#### [PROBLEM]
Only the closing portion of the entries is to be reproduced: the line containing "from this single" through the very last line, exactly as written.

#### [RAW DATA]
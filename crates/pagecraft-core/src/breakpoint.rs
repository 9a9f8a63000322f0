//! Breakpoint definitions for the three canvas widths the editor targets.

use serde::{Deserialize, Serialize};

/// Canonical desktop canvas width in pixels.
pub const DESKTOP_WIDTH: f64 = 1200.0;
/// Canonical tablet canvas width in pixels.
pub const TABLET_WIDTH: f64 = 768.0;
/// Canonical mobile canvas width in pixels.
pub const MOBILE_WIDTH: f64 = 375.0;

/// A responsive breakpoint.
///
/// This is a closed enumeration used as a key into per-breakpoint layout
/// data (positions, size overrides, style overlays). It is never stored as
/// document data itself.
#[derive(Debug, Clone, Copy, PartialEq, Eq, Hash, Default, Serialize, Deserialize)]
#[serde(rename_all = "lowercase")]
pub enum Breakpoint {
    /// The authoring canvas, 1200px wide.
    #[default]
    Desktop,
    /// 768px wide.
    Tablet,
    /// 375px wide.
    Mobile,
}

impl Breakpoint {
    /// All breakpoints, widest first.
    pub const ALL: [Breakpoint; 3] = [Breakpoint::Desktop, Breakpoint::Tablet, Breakpoint::Mobile];

    /// Canonical canvas width for this breakpoint.
    pub fn canvas_width(self) -> f64 {
        match self {
            Breakpoint::Desktop => DESKTOP_WIDTH,
            Breakpoint::Tablet => TABLET_WIDTH,
            Breakpoint::Mobile => MOBILE_WIDTH,
        }
    }

    /// The two breakpoints other than this one.
    pub fn others(self) -> [Breakpoint; 2] {
        match self {
            Breakpoint::Desktop => [Breakpoint::Tablet, Breakpoint::Mobile],
            Breakpoint::Tablet => [Breakpoint::Desktop, Breakpoint::Mobile],
            Breakpoint::Mobile => [Breakpoint::Desktop, Breakpoint::Tablet],
        }
    }

    /// Ratio of `to`'s canonical width to `from`'s.
    ///
    /// All proportional size/position/style scaling derives from this single
    /// factor.
    pub fn scale_factor(from: Breakpoint, to: Breakpoint) -> f64 {
        to.canvas_width() / from.canvas_width()
    }
}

#### [TASK RESULT]
    /// All proportional size/position/style scaling derives from this single
    /// factor.
    pub fn scale_factor(from: Breakpoint, to: Breakpoint) -> f64 {
        to.canvas_width() / from.canvas_width()
    }
}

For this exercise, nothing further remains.